====== MATERIAL SHOWN ======
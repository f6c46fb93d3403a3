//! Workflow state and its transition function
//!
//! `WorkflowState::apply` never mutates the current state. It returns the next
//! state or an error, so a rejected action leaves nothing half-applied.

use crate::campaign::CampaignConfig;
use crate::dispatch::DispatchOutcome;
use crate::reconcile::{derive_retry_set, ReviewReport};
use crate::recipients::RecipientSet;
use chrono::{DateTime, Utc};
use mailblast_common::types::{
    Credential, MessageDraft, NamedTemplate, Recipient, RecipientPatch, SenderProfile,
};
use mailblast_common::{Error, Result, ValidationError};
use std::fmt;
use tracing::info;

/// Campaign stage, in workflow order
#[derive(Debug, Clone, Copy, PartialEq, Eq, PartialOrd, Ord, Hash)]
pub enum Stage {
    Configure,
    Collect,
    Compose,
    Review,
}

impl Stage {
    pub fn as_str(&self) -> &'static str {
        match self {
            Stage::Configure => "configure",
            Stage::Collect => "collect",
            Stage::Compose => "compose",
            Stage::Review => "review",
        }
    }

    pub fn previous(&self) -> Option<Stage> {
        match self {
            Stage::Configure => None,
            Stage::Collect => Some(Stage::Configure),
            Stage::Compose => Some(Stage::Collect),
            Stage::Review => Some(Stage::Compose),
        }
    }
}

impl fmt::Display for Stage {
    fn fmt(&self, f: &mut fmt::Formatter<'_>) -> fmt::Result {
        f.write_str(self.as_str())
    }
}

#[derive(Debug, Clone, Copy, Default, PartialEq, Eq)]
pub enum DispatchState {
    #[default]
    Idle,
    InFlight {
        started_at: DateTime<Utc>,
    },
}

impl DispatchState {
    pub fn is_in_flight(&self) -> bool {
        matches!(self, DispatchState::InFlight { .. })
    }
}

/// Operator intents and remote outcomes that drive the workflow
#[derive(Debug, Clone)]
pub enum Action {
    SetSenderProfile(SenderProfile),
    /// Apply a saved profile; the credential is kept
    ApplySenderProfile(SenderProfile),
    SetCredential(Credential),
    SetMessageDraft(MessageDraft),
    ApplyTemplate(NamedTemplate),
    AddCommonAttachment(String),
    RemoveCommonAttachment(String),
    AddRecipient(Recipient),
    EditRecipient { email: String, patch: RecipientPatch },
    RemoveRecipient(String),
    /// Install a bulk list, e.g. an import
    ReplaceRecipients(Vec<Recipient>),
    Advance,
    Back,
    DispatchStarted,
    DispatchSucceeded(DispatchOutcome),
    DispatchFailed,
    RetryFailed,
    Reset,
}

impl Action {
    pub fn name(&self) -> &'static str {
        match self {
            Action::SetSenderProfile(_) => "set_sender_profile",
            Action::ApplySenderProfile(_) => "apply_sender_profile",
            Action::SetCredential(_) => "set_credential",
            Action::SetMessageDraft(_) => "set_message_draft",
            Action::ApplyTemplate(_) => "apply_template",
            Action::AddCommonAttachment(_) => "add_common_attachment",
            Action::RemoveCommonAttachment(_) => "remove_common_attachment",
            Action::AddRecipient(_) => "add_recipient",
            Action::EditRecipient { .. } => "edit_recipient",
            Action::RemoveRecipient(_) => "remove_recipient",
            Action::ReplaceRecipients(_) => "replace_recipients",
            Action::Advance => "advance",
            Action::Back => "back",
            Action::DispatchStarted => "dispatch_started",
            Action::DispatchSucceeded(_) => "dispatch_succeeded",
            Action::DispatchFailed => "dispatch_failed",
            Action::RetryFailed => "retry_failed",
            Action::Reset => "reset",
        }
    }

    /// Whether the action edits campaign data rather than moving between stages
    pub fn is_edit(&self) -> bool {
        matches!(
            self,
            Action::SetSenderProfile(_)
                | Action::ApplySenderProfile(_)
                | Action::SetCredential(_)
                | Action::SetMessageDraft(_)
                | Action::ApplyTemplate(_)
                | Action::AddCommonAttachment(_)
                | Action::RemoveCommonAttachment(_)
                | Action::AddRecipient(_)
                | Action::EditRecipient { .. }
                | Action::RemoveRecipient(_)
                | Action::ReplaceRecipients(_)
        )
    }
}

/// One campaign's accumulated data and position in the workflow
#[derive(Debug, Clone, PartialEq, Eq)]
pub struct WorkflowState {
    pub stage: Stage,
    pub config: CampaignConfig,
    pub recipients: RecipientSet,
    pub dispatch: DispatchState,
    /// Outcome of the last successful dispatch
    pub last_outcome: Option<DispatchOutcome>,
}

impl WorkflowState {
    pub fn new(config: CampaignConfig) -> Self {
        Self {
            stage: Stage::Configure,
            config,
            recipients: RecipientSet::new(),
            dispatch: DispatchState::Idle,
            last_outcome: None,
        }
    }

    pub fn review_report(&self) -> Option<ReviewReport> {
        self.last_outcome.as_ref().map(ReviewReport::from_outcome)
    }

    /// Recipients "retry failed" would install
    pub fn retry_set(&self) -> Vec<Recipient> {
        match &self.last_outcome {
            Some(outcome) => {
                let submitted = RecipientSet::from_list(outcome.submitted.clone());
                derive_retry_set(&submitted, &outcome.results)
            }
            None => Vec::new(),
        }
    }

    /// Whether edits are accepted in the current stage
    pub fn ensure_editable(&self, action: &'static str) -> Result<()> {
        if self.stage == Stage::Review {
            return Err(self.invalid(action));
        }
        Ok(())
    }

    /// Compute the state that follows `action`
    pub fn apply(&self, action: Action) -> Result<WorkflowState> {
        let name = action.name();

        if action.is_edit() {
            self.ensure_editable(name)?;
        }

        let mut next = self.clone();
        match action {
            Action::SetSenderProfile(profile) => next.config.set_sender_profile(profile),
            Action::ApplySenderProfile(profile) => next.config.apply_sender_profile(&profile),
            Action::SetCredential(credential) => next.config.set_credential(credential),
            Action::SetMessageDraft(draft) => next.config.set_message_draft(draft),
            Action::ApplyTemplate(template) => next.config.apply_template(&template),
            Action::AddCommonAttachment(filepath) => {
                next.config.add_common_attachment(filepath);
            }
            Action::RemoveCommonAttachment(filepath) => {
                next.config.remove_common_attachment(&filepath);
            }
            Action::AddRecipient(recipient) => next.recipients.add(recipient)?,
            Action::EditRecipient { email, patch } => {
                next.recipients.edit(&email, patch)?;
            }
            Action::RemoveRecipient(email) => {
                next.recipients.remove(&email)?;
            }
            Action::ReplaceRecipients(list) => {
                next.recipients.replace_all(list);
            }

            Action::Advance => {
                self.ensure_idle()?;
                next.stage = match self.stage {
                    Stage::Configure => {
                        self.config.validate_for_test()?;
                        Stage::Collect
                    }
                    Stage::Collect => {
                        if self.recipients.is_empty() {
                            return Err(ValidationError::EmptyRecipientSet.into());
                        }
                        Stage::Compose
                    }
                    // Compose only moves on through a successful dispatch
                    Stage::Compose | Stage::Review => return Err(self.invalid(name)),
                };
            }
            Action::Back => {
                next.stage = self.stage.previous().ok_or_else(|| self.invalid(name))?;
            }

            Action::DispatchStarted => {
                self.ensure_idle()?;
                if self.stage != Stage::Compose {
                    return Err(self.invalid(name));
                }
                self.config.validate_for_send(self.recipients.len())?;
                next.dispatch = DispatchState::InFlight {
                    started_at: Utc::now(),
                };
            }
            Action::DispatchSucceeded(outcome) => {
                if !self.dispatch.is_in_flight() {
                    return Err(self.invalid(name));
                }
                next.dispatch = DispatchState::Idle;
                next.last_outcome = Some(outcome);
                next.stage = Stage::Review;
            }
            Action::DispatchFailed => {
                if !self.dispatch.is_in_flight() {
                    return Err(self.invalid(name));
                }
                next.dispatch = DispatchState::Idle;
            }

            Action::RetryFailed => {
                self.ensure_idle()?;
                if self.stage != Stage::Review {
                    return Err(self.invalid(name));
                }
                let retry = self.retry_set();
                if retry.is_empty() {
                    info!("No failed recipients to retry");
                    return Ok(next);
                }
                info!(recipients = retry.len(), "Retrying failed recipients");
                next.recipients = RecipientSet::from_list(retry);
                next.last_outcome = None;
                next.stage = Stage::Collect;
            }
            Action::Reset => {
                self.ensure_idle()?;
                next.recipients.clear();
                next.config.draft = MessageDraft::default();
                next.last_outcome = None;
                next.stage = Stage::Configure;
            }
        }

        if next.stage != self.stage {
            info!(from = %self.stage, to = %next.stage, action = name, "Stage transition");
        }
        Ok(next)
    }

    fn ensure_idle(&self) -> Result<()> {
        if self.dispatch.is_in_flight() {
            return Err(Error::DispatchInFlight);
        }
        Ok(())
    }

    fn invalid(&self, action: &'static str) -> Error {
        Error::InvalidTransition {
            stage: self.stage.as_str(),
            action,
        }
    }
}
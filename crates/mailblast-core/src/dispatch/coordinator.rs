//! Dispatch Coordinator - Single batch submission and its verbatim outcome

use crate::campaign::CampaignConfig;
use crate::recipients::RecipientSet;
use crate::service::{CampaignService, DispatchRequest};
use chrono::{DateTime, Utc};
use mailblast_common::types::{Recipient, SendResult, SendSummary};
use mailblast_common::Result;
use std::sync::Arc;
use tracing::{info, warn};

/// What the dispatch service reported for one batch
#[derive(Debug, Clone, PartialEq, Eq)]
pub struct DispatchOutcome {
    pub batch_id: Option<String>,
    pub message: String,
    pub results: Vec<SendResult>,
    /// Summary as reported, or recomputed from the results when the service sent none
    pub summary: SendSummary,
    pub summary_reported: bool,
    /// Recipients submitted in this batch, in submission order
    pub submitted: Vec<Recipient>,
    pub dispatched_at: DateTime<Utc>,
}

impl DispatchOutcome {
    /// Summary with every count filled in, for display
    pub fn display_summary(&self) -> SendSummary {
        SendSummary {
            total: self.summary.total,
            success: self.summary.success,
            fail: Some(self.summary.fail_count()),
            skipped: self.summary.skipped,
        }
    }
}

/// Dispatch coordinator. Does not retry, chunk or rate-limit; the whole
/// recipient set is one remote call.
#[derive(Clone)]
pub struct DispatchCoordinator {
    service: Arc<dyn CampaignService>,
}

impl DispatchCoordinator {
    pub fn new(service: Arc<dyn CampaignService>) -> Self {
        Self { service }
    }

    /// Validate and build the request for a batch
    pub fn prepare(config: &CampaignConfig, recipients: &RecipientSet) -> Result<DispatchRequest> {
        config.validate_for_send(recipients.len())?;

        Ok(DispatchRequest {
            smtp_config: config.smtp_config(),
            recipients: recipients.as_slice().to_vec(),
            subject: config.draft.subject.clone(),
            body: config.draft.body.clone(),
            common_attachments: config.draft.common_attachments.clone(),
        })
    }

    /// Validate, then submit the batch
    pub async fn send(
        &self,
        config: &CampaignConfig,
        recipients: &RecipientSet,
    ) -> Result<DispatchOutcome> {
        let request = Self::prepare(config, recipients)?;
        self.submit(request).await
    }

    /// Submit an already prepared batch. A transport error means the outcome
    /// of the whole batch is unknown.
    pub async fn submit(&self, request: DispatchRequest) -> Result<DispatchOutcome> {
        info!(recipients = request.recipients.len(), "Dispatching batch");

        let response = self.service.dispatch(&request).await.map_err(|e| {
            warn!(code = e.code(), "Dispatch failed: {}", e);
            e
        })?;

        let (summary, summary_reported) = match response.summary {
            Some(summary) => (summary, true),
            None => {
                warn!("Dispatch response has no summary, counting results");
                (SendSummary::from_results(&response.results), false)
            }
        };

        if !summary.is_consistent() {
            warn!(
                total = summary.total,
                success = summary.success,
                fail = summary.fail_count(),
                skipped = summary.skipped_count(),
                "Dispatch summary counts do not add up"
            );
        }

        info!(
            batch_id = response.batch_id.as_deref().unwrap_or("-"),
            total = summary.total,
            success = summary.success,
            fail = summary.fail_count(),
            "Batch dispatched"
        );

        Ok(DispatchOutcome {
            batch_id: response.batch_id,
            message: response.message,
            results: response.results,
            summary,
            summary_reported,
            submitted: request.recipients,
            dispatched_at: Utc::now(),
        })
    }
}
======
_PROBLEM DESCRIPTION:_
Out of the data above, transcribe exactly and only the lines starting with the line that has "return Err(Error::DispatchInFlight);" and going on through the line that has "its verbatim outcome", both included.

_SOLUTION TO THIS PROBLEM:_
            return Err(Error::DispatchInFlight);
        }
        Ok(())
    }

    fn invalid(&self, action: &'static str) -> Error {
        Error::InvalidTransition {
            stage: self.stage.as_str(),
            action,
        }
    }
}
filename crates/mailblast-core/src/dispatch/coordinator.rs
//! Dispatch Coordinator - Single batch submission and its verbatim outcome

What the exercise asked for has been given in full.